RECORDS FOR THIS TASK>
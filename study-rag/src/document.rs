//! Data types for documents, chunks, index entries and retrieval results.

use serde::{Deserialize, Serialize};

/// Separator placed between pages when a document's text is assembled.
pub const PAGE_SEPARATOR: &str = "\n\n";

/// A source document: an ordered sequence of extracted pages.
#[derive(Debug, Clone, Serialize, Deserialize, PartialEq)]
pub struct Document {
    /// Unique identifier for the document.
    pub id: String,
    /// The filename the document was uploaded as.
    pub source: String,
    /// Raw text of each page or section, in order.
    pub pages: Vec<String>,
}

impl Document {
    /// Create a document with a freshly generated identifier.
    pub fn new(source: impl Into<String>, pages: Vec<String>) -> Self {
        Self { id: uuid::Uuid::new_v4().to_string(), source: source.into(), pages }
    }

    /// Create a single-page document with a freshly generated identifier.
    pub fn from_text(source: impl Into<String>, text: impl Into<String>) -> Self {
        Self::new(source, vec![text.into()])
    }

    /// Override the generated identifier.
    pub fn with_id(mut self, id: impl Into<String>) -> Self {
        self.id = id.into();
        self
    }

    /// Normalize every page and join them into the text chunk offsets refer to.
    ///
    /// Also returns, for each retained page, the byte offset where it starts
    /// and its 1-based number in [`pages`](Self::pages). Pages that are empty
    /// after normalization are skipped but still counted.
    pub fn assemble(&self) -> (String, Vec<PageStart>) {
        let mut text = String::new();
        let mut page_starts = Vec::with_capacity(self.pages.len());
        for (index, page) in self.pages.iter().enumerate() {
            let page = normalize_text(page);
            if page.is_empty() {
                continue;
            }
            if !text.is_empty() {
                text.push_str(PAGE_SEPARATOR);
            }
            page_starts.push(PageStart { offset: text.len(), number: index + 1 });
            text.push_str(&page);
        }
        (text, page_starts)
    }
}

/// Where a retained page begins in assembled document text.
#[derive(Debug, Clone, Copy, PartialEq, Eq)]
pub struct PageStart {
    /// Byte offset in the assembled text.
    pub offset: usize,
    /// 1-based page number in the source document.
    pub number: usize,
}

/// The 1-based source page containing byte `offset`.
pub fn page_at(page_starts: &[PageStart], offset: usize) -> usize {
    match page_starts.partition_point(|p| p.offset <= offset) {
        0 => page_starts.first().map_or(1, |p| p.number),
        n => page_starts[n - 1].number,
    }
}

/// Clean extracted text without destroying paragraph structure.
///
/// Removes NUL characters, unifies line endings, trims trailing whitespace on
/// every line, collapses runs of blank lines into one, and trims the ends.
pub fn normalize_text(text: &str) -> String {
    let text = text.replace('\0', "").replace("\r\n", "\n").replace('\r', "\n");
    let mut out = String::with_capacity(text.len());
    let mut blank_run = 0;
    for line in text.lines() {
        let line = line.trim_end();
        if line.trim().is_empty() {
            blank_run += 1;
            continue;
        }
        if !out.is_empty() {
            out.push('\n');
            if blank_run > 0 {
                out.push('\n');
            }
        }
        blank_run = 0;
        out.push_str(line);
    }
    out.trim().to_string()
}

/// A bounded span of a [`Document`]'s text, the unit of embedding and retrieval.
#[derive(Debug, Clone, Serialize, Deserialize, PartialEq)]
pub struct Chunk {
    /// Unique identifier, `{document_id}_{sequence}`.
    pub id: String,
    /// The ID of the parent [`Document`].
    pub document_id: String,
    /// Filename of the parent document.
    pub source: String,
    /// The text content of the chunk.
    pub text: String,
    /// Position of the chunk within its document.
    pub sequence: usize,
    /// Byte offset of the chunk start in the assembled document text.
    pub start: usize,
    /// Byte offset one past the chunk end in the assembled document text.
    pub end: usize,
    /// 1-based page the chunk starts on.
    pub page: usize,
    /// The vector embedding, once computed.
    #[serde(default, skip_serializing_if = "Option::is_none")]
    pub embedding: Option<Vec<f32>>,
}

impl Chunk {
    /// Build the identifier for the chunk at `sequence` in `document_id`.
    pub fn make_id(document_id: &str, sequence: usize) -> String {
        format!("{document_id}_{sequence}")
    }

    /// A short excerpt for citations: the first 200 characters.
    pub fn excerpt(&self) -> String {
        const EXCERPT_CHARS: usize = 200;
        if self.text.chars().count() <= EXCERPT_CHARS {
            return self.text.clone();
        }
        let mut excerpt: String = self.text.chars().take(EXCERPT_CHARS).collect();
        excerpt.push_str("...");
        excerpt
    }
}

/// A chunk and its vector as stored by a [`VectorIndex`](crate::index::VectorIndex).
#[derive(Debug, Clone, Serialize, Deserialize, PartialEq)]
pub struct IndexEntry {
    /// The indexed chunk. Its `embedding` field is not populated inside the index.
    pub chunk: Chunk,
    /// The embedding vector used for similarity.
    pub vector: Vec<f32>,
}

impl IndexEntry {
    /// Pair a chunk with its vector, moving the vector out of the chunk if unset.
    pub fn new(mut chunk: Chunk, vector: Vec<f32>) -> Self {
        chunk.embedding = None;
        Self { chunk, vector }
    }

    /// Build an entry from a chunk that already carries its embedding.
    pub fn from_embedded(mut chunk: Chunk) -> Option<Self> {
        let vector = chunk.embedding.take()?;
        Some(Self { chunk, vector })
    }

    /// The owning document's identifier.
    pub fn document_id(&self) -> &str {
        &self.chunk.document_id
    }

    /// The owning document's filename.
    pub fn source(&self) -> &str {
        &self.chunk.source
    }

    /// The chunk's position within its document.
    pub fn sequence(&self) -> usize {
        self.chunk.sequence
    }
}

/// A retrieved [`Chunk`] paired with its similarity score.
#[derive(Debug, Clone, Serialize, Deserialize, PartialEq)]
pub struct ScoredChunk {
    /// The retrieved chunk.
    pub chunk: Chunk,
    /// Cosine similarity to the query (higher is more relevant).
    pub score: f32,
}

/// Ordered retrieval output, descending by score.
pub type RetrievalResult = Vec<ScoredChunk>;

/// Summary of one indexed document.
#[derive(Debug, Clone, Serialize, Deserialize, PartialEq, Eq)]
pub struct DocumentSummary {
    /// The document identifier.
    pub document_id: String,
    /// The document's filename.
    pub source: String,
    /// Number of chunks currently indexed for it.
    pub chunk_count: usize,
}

WHAT THE EXERCISE ASKS>
All that is wanted is the stretch of lines above from the one containing "let mut out" through the one containing "let mut excerpt: String", duplicated exactly.

COMPLETED TASK>
    let mut out = String::with_capacity(text.len());
    let mut blank_run = 0;
    for line in text.lines() {
        let line = line.trim_end();
        if line.trim().is_empty() {
            blank_run += 1;
            continue;
        }
        if !out.is_empty() {
            out.push('\n');
            if blank_run > 0 {
                out.push('\n');
            }
        }
        blank_run = 0;
        out.push_str(line);
    }
    out.trim().to_string()
}

/// A bounded span of a [`Document`]'s text, the unit of embedding and retrieval.
#[derive(Debug, Clone, Serialize, Deserialize, PartialEq)]
pub struct Chunk {
    /// Unique identifier, `{document_id}_{sequence}`.
    pub id: String,
    /// The ID of the parent [`Document`].
    pub document_id: String,
    /// Filename of the parent document.
    pub source: String,
    /// The text content of the chunk.
    pub text: String,
    /// Position of the chunk within its document.
    pub sequence: usize,
    /// Byte offset of the chunk start in the assembled document text.
    pub start: usize,
    /// Byte offset one past the chunk end in the assembled document text.
    pub end: usize,
    /// 1-based page the chunk starts on.
    pub page: usize,
    /// The vector embedding, once computed.
    #[serde(default, skip_serializing_if = "Option::is_none")]
    pub embedding: Option<Vec<f32>>,
}

impl Chunk {
    /// Build the identifier for the chunk at `sequence` in `document_id`.
    pub fn make_id(document_id: &str, sequence: usize) -> String {
        format!("{document_id}_{sequence}")
    }

    /// A short excerpt for citations: the first 200 characters.
    pub fn excerpt(&self) -> String {
        const EXCERPT_CHARS: usize = 200;
        if self.text.chars().count() <= EXCERPT_CHARS {
            return self.text.clone();
        }
        let mut excerpt: String = self.text.chars().take(EXCERPT_CHARS).collect();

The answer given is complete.